Le professeur  Sánchez partage ce point de vue. Selon lui, on doit mettre à l'écrit, que au moins 2% des quotas pour chaque cours universitaire soit reservé aux étudiants afrodescendants qui obtiennent le meilleur pointage lors des examens d'entrée.  “Nous exigeons le minimum”, réitère-t-il.

René Ramírez, secrétaire de l'Éducation Supérieure, de la Science et de la Technologie  (Senescyt), indiquait sur son portail officiel le 2 septembre dernier  que l'on travaille sur l'accès des groupes qui furent exclus dans la société.

Cette politique des quotas cherche à démocratiser l'accès à l'université privée, cest-à-dire une extension de la politique de gratuité dans l'éducation supérieure  ”.

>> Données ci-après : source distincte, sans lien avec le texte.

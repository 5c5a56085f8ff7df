//! Errors for commit search and its configuration.

use api_client::HttpResponseError;
use thiserror::Error;

/// Errors returned by [`CommitSearchClient`](crate::CommitSearchClient).
#[derive(Debug, Error)]
pub enum CommitSearchError {
    /// The server answered with a status other than `200 OK`.
    #[error(transparent)]
    Status(#[from] HttpResponseError),

    /// The transport failed, passed through as-is.
    #[error(transparent)]
    Transport(hyperdriver::client::Error),

    /// The request could not be built.
    #[error("Request: {0}")]
    Request(#[source] api_client::Error),

    /// The response body could not be read.
    #[error("Receiving body: {0}")]
    Body(#[source] Box<dyn std::error::Error + Send + Sync>),

    /// A `200 OK` body did not match the expected shape.
    #[error("Decoding response: {0}")]
    Decode(#[from] serde_json::Error),
}

impl CommitSearchError {
    /// The HTTP status, when the server answered with an unexpected one.
    pub fn status(&self) -> Option<http::StatusCode> {
        match self {
            CommitSearchError::Status(error) => Some(error.status()),
            _ => None,
        }
    }
}

impl From<api_client::Error> for CommitSearchError {
    fn from(error: api_client::Error) -> Self {
        match error {
            api_client::Error::Request(error) => CommitSearchError::Transport(error),
            api_client::Error::Response(error) => CommitSearchError::Status(error),
            api_client::Error::ResponseBody(error) => CommitSearchError::Body(error),
            error => CommitSearchError::Request(error),
        }
    }
}

/// Configuration could not be loaded.
#[derive(Debug, Error)]
pub enum ConfigError {
    /// A required environment variable is not set.
    #[error("Missing environment variable {0}")]
    Missing(&'static str),

    /// The server address is not a usable base URL.
    #[error("Server address: {0}")]
    Uri(#[from] api_client::uri::ParseUriError),
}
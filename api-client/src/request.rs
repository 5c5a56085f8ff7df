//! Request construction.

use http::header::HeaderValue;
use http::{HeaderMap, HeaderName, Method, Uri};
use hyperdriver::Body;
use serde::Serialize;

use crate::error::Error;
use crate::response::Response;
use crate::uri::UriExtension as _;
use crate::ApiClient;

/// Builder for a single request against an [`ApiClient`].
#[derive(Debug)]
pub struct RequestBuilder {
    client: ApiClient,
    method: Method,
    uri: Uri,
    headers: HeaderMap,
}

impl RequestBuilder {
    /// Start a request with a method and a fully resolved URI.
    pub fn new(client: ApiClient, uri: Uri, method: Method) -> Self {
        Self {
            client,
            method,
            uri,
            headers: HeaderMap::new(),
        }
    }

    /// Set a header, replacing any previous value for the same name.
    pub fn header(mut self, key: HeaderName, value: HeaderValue) -> Self {
        self.headers.insert(key, value);
        self
    }

    /// Serialize `query` as `application/x-www-form-urlencoded` and use it as the query string.
    ///
    /// Fields which serialize to nothing (e.g. `None` with `skip_serializing_if`)
    /// do not appear at all.
    pub fn query<Q>(mut self, query: &Q) -> Result<Self, Error>
    where
        Q: Serialize + ?Sized,
    {
        let encoded = serde_urlencoded::to_string(query)?;
        self.uri = self.uri.with_query(&encoded);
        Ok(self)
    }

    /// Assemble the `http::Request`. Requests carry no body.
    pub fn build(self) -> Result<http::Request<Body>, Error> {
        Ok(self.split()?.1)
    }

    fn split(self) -> Result<(ApiClient, http::Request<Body>), Error> {
        let mut builder = http::Request::builder().method(self.method).uri(self.uri);
        if let Some(headers) = builder.headers_mut() {
            *headers = self.headers;
        }

        let req = builder.body(Body::empty())?;
        Ok((self.client, req))
    }

    /// Send the request, returning the response whatever its status.
    pub async fn send(self) -> Result<Response, Error> {
        let (client, req) = self.split()?;
        client.execute(req).await
    }
}

#[cfg(test)]
mod tests {
    use serde::Serialize;

    use super::*;
    use crate::mock::MockService;

    #[derive(Serialize)]
    struct Page<'a> {
        limit: u32,
        #[serde(skip_serializing_if = "Option::is_none")]
        cursor: Option<&'a str>,
    }

    fn client() -> ApiClient {
        ApiClient::new_with_inner_service(
            "http://sentiment.test/api/".parse().unwrap(),
            MockService::new(),
        )
    }

    #[test]
    fn query_is_encoded_into_uri() {
        let req = client()
            .get("items")
            .query(&Page {
                limit: 5,
                cursor: Some("a b&c"),
            })
            .unwrap()
            .build()
            .unwrap();

        assert_eq!(req.uri().path(), "/api/items");
        assert_eq!(req.uri().query(), Some("limit=5&cursor=a+b%26c"));
    }

    #[test]
    fn skipped_fields_are_left_out() {
        let req = client()
            .get("items")
            .query(&Page {
                limit: 5,
                cursor: None,
            })
            .unwrap()
            .build()
            .unwrap();

        assert_eq!(req.uri().query(), Some("limit=5"));
    }

    #[test]
    fn headers_are_carried() {
        let req = client()
            .get("items")
            .header(
                http::header::ACCEPT,
                HeaderValue::from_static("application/json"),
            )
            .build()
            .unwrap();

        assert_eq!(
            req.headers().get(http::header::ACCEPT).unwrap(),
            "application/json"
        );
        assert_eq!(req.method(), &Method::GET);
    }

    #[tokio::test]
    async fn requests_have_an_empty_body() {
        use http_body_util::BodyExt as _;

        let req = client().get("items").build().unwrap();
        let body = req.into_body().collect().await.unwrap().to_bytes();
        assert!(body.is_empty());
    }
}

Pour leur part, les organisations afrodescendantes attendent que les jeunes accèdent à l'éducation supérieure publique.

Le groupe afrodescendant a indiqué avoir demandé de l'information à la Senescyt. En attendant de recevoir la documentation demandée, Azúcar est dans l'expectative en ce qui concerne l'accord passé avec l'Université Centrale.


Cet établissement d'enseignement est le plus ouvert. Il leur a même déjà offert un local au sein de l' Université Central, sur les rues Gatto Sobral et La Gasca. Cet accord -selon le recteur de la Central, Fernando Sempértegui- encouragera la communauté afroéquatorienne à accéder à ce centre d'éducation, pour pouvoir accéder à une carrière dans n'importe quelle unité académique ou facultés.

On sent une grande ouverture notamment dans les théâtre, la musique, l'architecture entre autres secteurs.